New SQL types will be parametrized with an integer value (Spatial Reference
IDentifier - SRID) that defines the underlying coordinate reference system that
geospatial values live in (like GPS coordinates vs. local measurements).
Popular data storage formats
([Parquet|https://github.com/apache/parquet-format/blob/master/Geospatial.md]
and [Iceberg|https://github.com/apache/iceberg/pull/10981]) are adding support
for GEOMETRY and GEOGRAPHY, and the proposal is to extend Spark such that it
can read / write and operate with new geo types.

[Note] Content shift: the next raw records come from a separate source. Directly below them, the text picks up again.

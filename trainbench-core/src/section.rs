//! Direction and section-overlap checks over station positions.
use crate::{topology, CoreError};
use serde::{Deserialize, Serialize};
use std::fmt;

#[derive(Debug, Clone, Copy, PartialEq, Eq, Hash, Serialize, Deserialize)]
#[serde(rename_all = "lowercase")]
pub enum Direction {
    /// Towards increasing positions (Tokyo to Osaka).
    Down,
    Up,
}

impl fmt::Display for Direction {
    fn fmt(&self, f: &mut fmt::Formatter<'_>) -> fmt::Result {
        match self {
            Direction::Down => write!(f, "downbound"),
            Direction::Up => write!(f, "upbound"),
        }
    }
}

pub fn is_downbound(origin: &str, destination: &str) -> Result<bool, CoreError> {
    Ok(topology::position(destination)? > topology::position(origin)?)
}

pub fn direction(origin: &str, destination: &str) -> Result<Direction, CoreError> {
    if is_downbound(origin, destination)? {
        Ok(Direction::Down)
    } else {
        Ok(Direction::Up)
    }
}

/// Checks whether section `b` intersects section `a`.
///
/// Both sections must already be downbound-normalized. `b` is disjoint from `a` only if it
/// lies wholly before `a`'s departure or starts at or after `a`'s arrival, so two sections
/// sharing just a boundary station do not overlap.
pub fn sections_overlap(
    a_origin: &str,
    a_destination: &str,
    b_origin: &str,
    b_destination: &str,
) -> Result<bool, CoreError> {
    let a_dep = topology::position(a_origin)?;
    let a_arr = topology::position(a_destination)?;
    let b_dep = topology::position(b_origin)?;
    let b_arr = topology::position(b_destination)?;

    if b_dep < a_dep && b_arr <= a_dep {
        return Ok(false);
    }
    if b_dep >= a_arr && b_arr > a_arr {
        return Ok(false);
    }

    Ok(true)
}

/// A travelled `(origin, destination)` pair.
#[derive(Debug, Clone, Copy, PartialEq, Eq)]
pub struct Section<'a> {
    pub origin: &'a str,
    pub destination: &'a str,
}

impl<'a> Section<'a> {
    pub fn new(origin: &'a str, destination: &'a str) -> Self {
        Self {
            origin,
            destination,
        }
    }

    pub fn direction(&self) -> Result<Direction, CoreError> {
        direction(self.origin, self.destination)
    }

    /// Returns the section with endpoints ordered by increasing position.
    pub fn downbound(&self) -> Result<Self, CoreError> {
        match self.direction()? {
            Direction::Down => Ok(*self),
            Direction::Up => Ok(Self::new(self.destination, self.origin)),
        }
    }

    /// True if both sections run in the same direction and their travelled spans intersect.
    pub fn conflicts_with(&self, other: &Section<'_>) -> Result<bool, CoreError> {
        if self.direction()? != other.direction()? {
            return Ok(false);
        }

        let a = self.downbound()?;
        let b = other.downbound()?;
        sections_overlap(a.origin, a.destination, b.origin, b.destination)
    }
}

#[cfg(test)]
mod tests {
    use super::*;

    #[test]
    fn downbound() {
        assert!(is_downbound("Tokyo", "Osaka").unwrap());
        assert!(!is_downbound("Osaka", "Tokyo").unwrap());
        assert_eq!(direction("Kyoto", "Nagoya").unwrap(), Direction::Up);
        assert_eq!(
            is_downbound("Tokyo", "Nowhere"),
            Err(CoreError::UnknownStation("Nowhere".to_string()))
        );
    }

    #[test]
    fn overlap_cases() {
        let cases = [
            (("Furuoka", "Arakawa"), ("Arakawa", "Naruto"), false),
            (("Furuoka", "Arakawa"), ("Furuoka", "Arakawa"), true),
            (("Tokyo", "Osaka"), ("SakuraUchi", "FunaDa"), true),
            (("Tokyo", "Yugo"), ("Hatsuno", "Yamada"), false),
            (("Arakawa", "Naruto"), ("Furuoka", "Arakawa"), false),
            (("Arakawa", "Naruto"), ("Furuoka", "Isogawa"), true),
            (("SakuraUchi", "FunaDa"), ("Tokyo", "Osaka"), true),
        ];

        for ((a_o, a_d), (b_o, b_d), want) in cases {
            assert_eq!(
                sections_overlap(a_o, a_d, b_o, b_d).unwrap(),
                want,
                "{a_o}->{a_d} vs {b_o}->{b_d}"
            );
        }
    }

    #[test]
    fn overlap_unknown_station_is_an_error() {
        assert!(sections_overlap("Tokyo", "Osaka", "Tokyo", "Nowhere").is_err());
    }

    #[test]
    fn section_conflicts() {
        let down = Section::new("Tokyo", "Nagoya");
        let up = Section::new("Nagoya", "Tokyo");
        assert!(!down.conflicts_with(&up).unwrap());

        let up_inner = Section::new("Arakawa", "Yugo");
        let up_touching = Section::new("Osaka", "Nagoya");
        assert!(up.conflicts_with(&up_inner).unwrap());
        assert!(!up.conflicts_with(&up_touching).unwrap());
        assert_eq!(
            up.downbound().unwrap(),
            Section::new("Tokyo", "Nagoya")
        );
    }
}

*Q2. What problem is this proposal NOT designed to solve?*
Build a comprehensive system for advanced geospatial analysis in Spark. While
we're adding basic support for storing and reading location/shape data, we are
not:
* Creating complex geospatial processing functions
* Building spatial analysis tools
* Developing geometric or geographic calculations and transformations
This proposal is laying the foundation - building the infrastructure to handle
geospatial data, but not creating a full-featured geospatial processing system.
Such extension can be done later as a separate improvement.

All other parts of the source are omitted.